- [EXERCISE GOAL] Your answer is one number, how many lines in the entries include "metadata".

- [EXCERPTED DATA]
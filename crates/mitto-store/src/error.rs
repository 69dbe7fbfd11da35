use thiserror::Error;

use crate::SessionId;

/// Shared discriminator re-exported by every crate boundary in the workspace
/// so callers can match on error class without downcasting.
#[derive(Debug, Clone, Copy, PartialEq, Eq)]
pub enum ErrorKind {
    NotFound,
    AlreadyExists,
    QueueFull,
    QueueEmpty,
    InvalidArgument,
    AgentUnavailable,
    AgentProtocol,
    PermissionTimeout,
    IoError,
    StoreCorrupt,
    Cancelled,
    Internal,
}

#[derive(Debug, Error)]
pub enum StoreError {
    #[error("I/O error: {0}")]
    Io(#[from] std::io::Error),

    #[error("serialization error: {0}")]
    Serde(#[from] serde_json::Error),

    #[error("session not found: {0}")]
    NotFound(SessionId),

    #[error("invalid session id: {0}")]
    InvalidSessionId(String),

    #[error("store corrupt: {0}")]
    Corrupt(String),
}

impl StoreError {
    pub fn kind(&self) -> ErrorKind {
        match self {
            StoreError::Io(_) => ErrorKind::IoError,
            StoreError::Serde(_) => ErrorKind::IoError,
            StoreError::NotFound(_) => ErrorKind::NotFound,
            StoreError::InvalidSessionId(_) => ErrorKind::InvalidArgument,
            StoreError::Corrupt(_) => ErrorKind::StoreCorrupt,
        }
    }
}
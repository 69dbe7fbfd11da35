/// The five states a session runtime moves through. A runtime is created
/// in `Idle` and only ever leaves `Stopped` by being dropped.
#[derive(Debug, Clone, Copy, PartialEq, Eq)]
pub enum RuntimeState {
    Idle,
    Prompting,
    Cancelling,
    Stopping,
    Stopped,
}

impl RuntimeState {
    pub fn is_running(&self) -> bool {
        !matches!(self, RuntimeState::Stopping | RuntimeState::Stopped)
    }

    pub fn is_prompting(&self) -> bool {
        matches!(self, RuntimeState::Prompting | RuntimeState::Cancelling)
    }
}

/// Result of [`crate::RuntimeHandle::submit_prompt`].
#[derive(Debug, Clone, PartialEq, Eq)]
pub enum SubmitOutcome {
    Accepted,
    Queued { position: usize },
    Rejected { reason: RejectReason },
}

#[derive(Debug, Clone, Copy, PartialEq, Eq)]
pub enum RejectReason {
    QueueFull,
    /// The workspace's queue is configured with `queue.enabled: false`:
    /// a prompt sent while the agent is busy has nowhere to wait.
    QueueDisabled,
    Stopped,
}
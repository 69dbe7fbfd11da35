//! Append-only per-session event log and small-file metadata store.
//!
//! The Store is the single owner of everything under `<root>/sessions/<id>/`.
//! Every other crate reaches the filesystem only through here.

mod error;
mod event;
mod metadata;
mod session_id;
mod store;

pub use error::{ErrorKind, StoreError};
pub use event::{Event, EventKind};
pub use metadata::{Flags, Metadata, SessionStatus};
pub use session_id::SessionId;
pub use store::Store;
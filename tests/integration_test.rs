//! End-to-end coverage across the manager, runtime, and store crates:
//! create a session, drive a prompt through a mock agent, persist and
//! reload its events, then rename and delete it.

use std::sync::{Arc, Mutex};
use std::time::Duration;

use async_trait::async_trait;
use tokio::time::timeout;

use mitto_acp::mock::MockAdapter;
use mitto_acp::{AcpAdapter, AcpError, AgentSpawnSpec};
use mitto_config::{Config, QueueConfig, RunnerKind, WorkspaceConfig};
use mitto_manager::{LauncherFactory, Manager};
use mitto_runtime::{Observer, ObserverError, ServerEvent, SubmitOutcome};

struct MockLauncher;

#[async_trait]
impl mitto_acp::AcpLauncher for MockLauncher {
    async fn launch(&self, _spec: &AgentSpawnSpec) -> Result<Arc<dyn AcpAdapter>, AcpError> {
        Ok(MockAdapter::new())
    }
}

fn mock_factory() -> LauncherFactory {
    Arc::new(|_kind: &RunnerKind| Arc::new(MockLauncher) as Arc<dyn mitto_acp::AcpLauncher>)
}

fn test_config(dir: &std::path::Path) -> Config {
    let mut config = Config::default();
    config.data_root = dir.to_path_buf();
    config.workspaces.insert(
        "demo".to_string(),
        WorkspaceConfig {
            root: dir.to_path_buf(),
            agent_name: "claude".to_string(),
            runner: RunnerKind::Direct,
            user_data_schema: Vec::new(),
            queue: QueueConfig::default(),
        },
    );
    config
}

/// Collects every event handed to it, for assertions after a prompt runs.
struct Recorder(Mutex<Vec<ServerEvent>>);

#[async_trait]
impl Observer for Recorder {
    async fn send(&self, event: ServerEvent) -> Result<(), ObserverError> {
        self.0.lock().unwrap().push(event);
        Ok(())
    }
}

async fn wait_for_completion(recorder: &Recorder) {
    timeout(Duration::from_secs(2), async {
        loop {
            if recorder
                .0
                .lock()
                .unwrap()
                .iter()
                .any(|e| matches!(e, ServerEvent::PromptComplete { .. }))
            {
                return;
            }
            tokio::time::sleep(Duration::from_millis(10)).await;
        }
    })
    .await
    .expect("prompt did not complete in time");
}

#[tokio::test]
async fn prompt_round_trip_persists_and_replays_events() {
    let dir = tempfile::tempdir().unwrap();
    let manager = Manager::with_parts(test_config(dir.path()), mock_factory(), None, None);

    let id = manager.create_session("demo").await.unwrap();
    let handle = manager.get_or_resume(&id).await.unwrap();

    let recorder = Arc::new(Recorder(Mutex::new(Vec::new())));
    let observer_handle = handle.add_observer(recorder.clone(), 0).await.unwrap();

    let outcome = handle
        .submit_prompt("hello".to_string(), vec![], "tester".to_string(), "p1".to_string())
        .await
        .unwrap();
    assert!(matches!(outcome, SubmitOutcome::Accepted));

    wait_for_completion(&recorder).await;

    let saw_echo = recorder.0.lock().unwrap().iter().any(|e| match e {
        ServerEvent::AgentMessage { html, .. } => html.contains("echo: hello"),
        _ => false,
    });
    assert!(saw_echo, "expected the mock adapter's echoed reply to reach the observer");

    let loaded = handle.load_events(50, None, None).await.unwrap();
    assert!(loaded.events.iter().any(|e| e.field_str("text").map_or(false, |t| t == "hello")));

    observer_handle.unregister().await;

    manager.rename_session(&id, "renamed conversation".to_string()).await.unwrap();
    let sessions = manager.list_sessions(Some("demo")).await.unwrap();
    let meta = sessions.iter().find(|m| m.session_id == id).unwrap();
    assert_eq!(meta.user_data.get("title").map(String::as_str), Some("renamed conversation"));

    manager.delete_session(&id).await.unwrap();
    let sessions = manager.list_sessions(Some("demo")).await.unwrap();
    assert!(sessions.iter().all(|m| m.session_id != id));
}

#[tokio::test]
async fn queue_accepts_second_prompt_while_first_is_running() {
    let dir = tempfile::tempdir().unwrap();
    let manager = Manager::with_parts(test_config(dir.path()), mock_factory(), None, None);

    let id = manager.create_session("demo").await.unwrap();
    let handle = manager.get_or_resume(&id).await.unwrap();

    let recorder = Arc::new(Recorder(Mutex::new(Vec::new())));
    handle.add_observer(recorder.clone(), 0).await.unwrap();

    handle
        .submit_prompt("first".to_string(), vec![], "tester".to_string(), "p1".to_string())
        .await
        .unwrap();
    let second = handle
        .submit_prompt("second".to_string(), vec![], "tester".to_string(), "p2".to_string())
        .await
        .unwrap();

    match second {
        SubmitOutcome::Accepted | SubmitOutcome::Queued { .. } => {}
        other => panic!("expected the second prompt to be accepted or queued, got {other:?}"),
    }

    wait_for_completion(&recorder).await;
}

#[tokio::test]
async fn startup_recover_relaunches_sessions_with_pending_queue() {
    let dir = tempfile::tempdir().unwrap();
    let config = test_config(dir.path());
    let store = mitto_store::Store::new(dir.path());

    let id = {
        let manager = Manager::with_parts(config.clone(), mock_factory(), None, None);
        let id = manager.create_session("demo").await.unwrap();
        manager.stop_all().await;
        id
    };

    // Simulate a message left queued when the process stopped: nothing
    // drained it before shutdown, so on restart it should be resumed.
    let queued = vec![mitto_queue::QueuedMessage {
        id: "msg-1".to_string(),
        text: "left over".to_string(),
        image_ids: Vec::new(),
        queued_at: chrono::Utc::now(),
        client_id: None,
        title: None,
    }];
    store.write_queue(&id, &queued).await.unwrap();

    let manager = Manager::with_parts(config, mock_factory(), None, None);
    let recovered = manager.startup_recover().await.unwrap();
    assert_eq!(recovered, 1);

    let sessions = manager.list_sessions(None).await.unwrap();
    assert!(sessions.iter().any(|m| m.session_id == id));
}

#[tokio::test]
async fn startup_recover_skips_sessions_with_empty_queue() {
    let dir = tempfile::tempdir().unwrap();
    let config = test_config(dir.path());

    {
        let manager = Manager::with_parts(config.clone(), mock_factory(), None, None);
        manager.create_session("demo").await.unwrap();
        manager.stop_all().await;
    }

    let manager = Manager::with_parts(config, mock_factory(), None, None);
    let recovered = manager.startup_recover().await.unwrap();
    assert_eq!(recovered, 0);
}
use std::sync::atomic::{AtomicI64, Ordering};
use std::sync::Arc;

use async_trait::async_trait;

use crate::ServerEvent;

/// A client currently watching one session. The runtime owns a list of
/// these and fans every event out to each, deduplicating by sequence
/// number so a client that double-registers (or races a reload against a
/// live stream) never sees the same event twice.
#[async_trait]
pub trait Observer: Send + Sync {
    /// Deliver one event. An error unregisters the observer; the runtime
    /// treats a closed transport the same as an explicit `unregister`.
    async fn send(&self, event: ServerEvent) -> Result<(), ObserverError>;
}

#[derive(Debug, thiserror::Error)]
#[error("observer transport closed")]
pub struct ObserverError;

/// Wraps an [`Observer`] with the sequence bookkeeping the runtime needs
/// to dedupe against. `last_sent_seq` starts at whatever the observer
/// already saw from a prior `load_events` call (0 for a brand new one).
pub(crate) struct ObserverSlot {
    pub id: u64,
    observer: Arc<dyn Observer>,
    last_sent_seq: AtomicI64,
}

impl ObserverSlot {
    pub fn new(id: u64, observer: Arc<dyn Observer>, loaded_last_seq: i64) -> Self {
        Self {
            id,
            observer,
            last_sent_seq: AtomicI64::new(loaded_last_seq),
        }
    }

    /// Apply the dedup rule and deliver if it passes. Returns `false` if
    /// the send failed and the slot should be dropped.
    pub async fn dispatch(&self, event: &ServerEvent) -> bool {
        match event.seq() {
            None => self.observer.send(event.clone()).await.is_ok(),
            Some(seq) => {
                let last = self.last_sent_seq.load(Ordering::SeqCst);
                let same_message_continuation = event.is_coalescing() && seq == last;
                if same_message_continuation {
                    self.observer.send(event.clone()).await.is_ok()
                } else if seq > last {
                    self.last_sent_seq.store(seq, Ordering::SeqCst);
                    self.observer.send(event.clone()).await.is_ok()
                } else {
                    true // already sent, silently dropped
                }
            }
        }
    }

    /// After a fresh registration replays the buffered tail and persisted
    /// backlog, bump the watermark so the live stream doesn't re-deliver
    /// anything the replay already covered.
    pub fn advance_to(&self, seq: i64) {
        let last = self.last_sent_seq.load(Ordering::SeqCst);
        if seq > last {
            self.last_sent_seq.store(seq, Ordering::SeqCst);
        }
    }
}

#[cfg(test)]
mod tests {
    use super::*;
    use std::sync::Mutex;

    struct Recorder(Mutex<Vec<ServerEvent>>);

    #[async_trait]
    impl Observer for Recorder {
        async fn send(&self, event: ServerEvent) -> Result<(), ObserverError> {
            self.0.lock().unwrap().push(event);
            Ok(())
        }
    }

    fn message(seq: i64, html: &str) -> ServerEvent {
        ServerEvent::AgentMessage { seq, html: html.to_string() }
    }

    #[tokio::test]
    async fn lower_or_equal_seq_is_dropped() {
        let recorder = Arc::new(Recorder(Mutex::new(Vec::new())));
        let slot = ObserverSlot::new(1, recorder.clone(), 0);

        assert!(slot.dispatch(&message(3, "a")).await);
        assert!(slot.dispatch(&message(2, "stale")).await);
        assert_eq!(recorder.0.lock().unwrap().len(), 1);
    }

    #[tokio::test]
    async fn same_seq_continuation_of_coalescing_kind_is_allowed() {
        let recorder = Arc::new(Recorder(Mutex::new(Vec::new())));
        let slot = ObserverSlot::new(1, recorder.clone(), 0);

        slot.dispatch(&message(5, "partial")).await;
        slot.dispatch(&message(5, "partial more")).await;
        assert_eq!(recorder.0.lock().unwrap().len(), 2);
    }

    #[tokio::test]
    async fn events_without_seq_always_deliver() {
        let recorder = Arc::new(Recorder(Mutex::new(Vec::new())));
        let slot = ObserverSlot::new(1, recorder.clone(), 100);

        let event = ServerEvent::Permission {
            seq: 5,
            request_id: "p1".into(),
            title: "allow?".into(),
            options: serde_json::json!([]),
        };
        slot.dispatch(&event).await;
        assert_eq!(recorder.0.lock().unwrap().len(), 1);
    }

    #[tokio::test]
    async fn advance_to_suppresses_replayed_range() {
        let recorder = Arc::new(Recorder(Mutex::new(Vec::new())));
        let slot = ObserverSlot::new(1, recorder.clone(), 0);
        slot.advance_to(10);

        slot.dispatch(&message(7, "old")).await;
        assert!(recorder.0.lock().unwrap().is_empty());
        slot.dispatch(&message(11, "new")).await;
        assert_eq!(recorder.0.lock().unwrap().len(), 1);
    }
}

- [FINISHED EXERCISE] 3